Sort through the entries below and pull out lines containing the word "InUse".

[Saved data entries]
.....

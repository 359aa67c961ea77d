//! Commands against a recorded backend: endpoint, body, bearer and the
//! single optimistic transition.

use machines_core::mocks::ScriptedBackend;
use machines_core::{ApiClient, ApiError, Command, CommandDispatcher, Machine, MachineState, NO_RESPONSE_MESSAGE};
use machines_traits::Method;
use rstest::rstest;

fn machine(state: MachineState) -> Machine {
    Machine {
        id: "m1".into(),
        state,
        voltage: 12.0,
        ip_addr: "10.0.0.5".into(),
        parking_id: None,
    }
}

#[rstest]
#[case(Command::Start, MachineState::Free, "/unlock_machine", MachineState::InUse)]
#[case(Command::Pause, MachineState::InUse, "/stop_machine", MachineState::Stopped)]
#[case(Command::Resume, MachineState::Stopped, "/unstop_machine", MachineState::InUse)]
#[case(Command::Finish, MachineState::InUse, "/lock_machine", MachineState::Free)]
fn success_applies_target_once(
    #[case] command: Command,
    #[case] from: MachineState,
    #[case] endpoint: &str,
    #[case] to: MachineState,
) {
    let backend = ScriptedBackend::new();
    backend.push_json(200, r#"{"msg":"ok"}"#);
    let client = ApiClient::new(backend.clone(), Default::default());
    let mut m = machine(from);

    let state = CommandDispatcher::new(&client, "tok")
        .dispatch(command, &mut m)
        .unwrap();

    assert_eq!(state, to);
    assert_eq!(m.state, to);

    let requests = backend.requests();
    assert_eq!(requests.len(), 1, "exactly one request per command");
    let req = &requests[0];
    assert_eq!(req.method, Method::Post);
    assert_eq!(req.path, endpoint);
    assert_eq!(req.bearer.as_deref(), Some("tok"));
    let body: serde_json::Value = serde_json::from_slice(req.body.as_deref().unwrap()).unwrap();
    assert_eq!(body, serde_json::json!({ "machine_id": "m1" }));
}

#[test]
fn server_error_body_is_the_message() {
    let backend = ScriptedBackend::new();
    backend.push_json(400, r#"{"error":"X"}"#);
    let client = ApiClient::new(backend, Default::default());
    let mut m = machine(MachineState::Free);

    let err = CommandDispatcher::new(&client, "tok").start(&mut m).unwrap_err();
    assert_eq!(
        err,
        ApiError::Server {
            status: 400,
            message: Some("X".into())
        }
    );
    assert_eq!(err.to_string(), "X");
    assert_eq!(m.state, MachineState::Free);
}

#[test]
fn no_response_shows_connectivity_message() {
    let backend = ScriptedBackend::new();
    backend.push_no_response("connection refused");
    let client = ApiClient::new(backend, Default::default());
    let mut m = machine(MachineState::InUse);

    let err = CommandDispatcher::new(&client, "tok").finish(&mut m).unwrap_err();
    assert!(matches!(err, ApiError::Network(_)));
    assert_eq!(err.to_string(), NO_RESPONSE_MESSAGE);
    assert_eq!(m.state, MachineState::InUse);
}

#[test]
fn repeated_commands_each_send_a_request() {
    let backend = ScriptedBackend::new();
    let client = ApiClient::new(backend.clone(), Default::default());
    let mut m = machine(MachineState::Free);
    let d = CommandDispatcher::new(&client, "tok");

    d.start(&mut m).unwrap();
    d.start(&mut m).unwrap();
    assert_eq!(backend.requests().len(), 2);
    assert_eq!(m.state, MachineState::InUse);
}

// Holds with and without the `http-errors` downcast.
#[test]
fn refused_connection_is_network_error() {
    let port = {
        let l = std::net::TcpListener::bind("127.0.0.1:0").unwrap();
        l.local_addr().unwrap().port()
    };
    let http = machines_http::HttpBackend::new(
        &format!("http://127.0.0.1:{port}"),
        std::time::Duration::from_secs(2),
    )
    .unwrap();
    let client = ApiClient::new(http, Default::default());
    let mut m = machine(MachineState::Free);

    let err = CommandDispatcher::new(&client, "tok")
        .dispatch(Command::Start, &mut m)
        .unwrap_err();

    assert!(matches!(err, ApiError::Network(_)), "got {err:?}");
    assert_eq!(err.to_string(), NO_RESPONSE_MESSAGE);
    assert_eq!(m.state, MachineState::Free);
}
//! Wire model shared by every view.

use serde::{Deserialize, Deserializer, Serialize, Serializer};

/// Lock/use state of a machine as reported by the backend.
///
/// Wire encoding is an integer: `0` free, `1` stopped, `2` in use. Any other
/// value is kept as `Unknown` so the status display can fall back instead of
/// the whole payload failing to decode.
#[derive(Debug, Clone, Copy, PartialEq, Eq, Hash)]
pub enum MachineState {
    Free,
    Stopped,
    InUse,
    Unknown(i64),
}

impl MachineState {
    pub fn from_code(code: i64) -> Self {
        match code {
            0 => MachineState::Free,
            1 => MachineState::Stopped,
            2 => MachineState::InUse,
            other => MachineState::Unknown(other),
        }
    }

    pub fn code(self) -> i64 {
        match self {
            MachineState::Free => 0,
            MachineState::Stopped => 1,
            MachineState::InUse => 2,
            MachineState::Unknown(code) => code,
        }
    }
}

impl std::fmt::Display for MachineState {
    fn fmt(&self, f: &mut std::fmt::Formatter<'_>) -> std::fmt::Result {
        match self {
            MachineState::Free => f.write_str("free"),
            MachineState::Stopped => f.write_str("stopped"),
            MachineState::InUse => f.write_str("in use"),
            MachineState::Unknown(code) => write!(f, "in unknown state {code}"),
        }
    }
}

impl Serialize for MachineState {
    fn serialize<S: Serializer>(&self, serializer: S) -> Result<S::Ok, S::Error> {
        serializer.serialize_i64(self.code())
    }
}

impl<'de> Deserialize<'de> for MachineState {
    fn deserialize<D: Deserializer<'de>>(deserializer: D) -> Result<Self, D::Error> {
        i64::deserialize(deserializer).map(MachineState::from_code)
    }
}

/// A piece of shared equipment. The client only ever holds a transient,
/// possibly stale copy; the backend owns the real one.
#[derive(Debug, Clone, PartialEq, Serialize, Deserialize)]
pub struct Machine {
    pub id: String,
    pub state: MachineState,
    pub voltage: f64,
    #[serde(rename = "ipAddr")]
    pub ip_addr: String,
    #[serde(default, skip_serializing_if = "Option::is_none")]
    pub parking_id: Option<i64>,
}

.....

ANSWER FOR THE TASK:
#[case(Command::Start, MachineState::Free, "/unlock_machine", MachineState::InUse)]
#[case(Command::Pause, MachineState::InUse, "/stop_machine", MachineState::Stopped)]
#[case(Command::Resume, MachineState::Stopped, "/unstop_machine", MachineState::InUse)]
#[case(Command::Finish, MachineState::InUse, "/lock_machine", MachineState::Free)]
    let mut m = machine(MachineState::InUse);
    assert_eq!(m.state, MachineState::InUse);
    assert_eq!(m.state, MachineState::InUse);
    InUse,
            2 => MachineState::InUse,
            MachineState::InUse => 2,
            MachineState::InUse => f.write_str("in use"),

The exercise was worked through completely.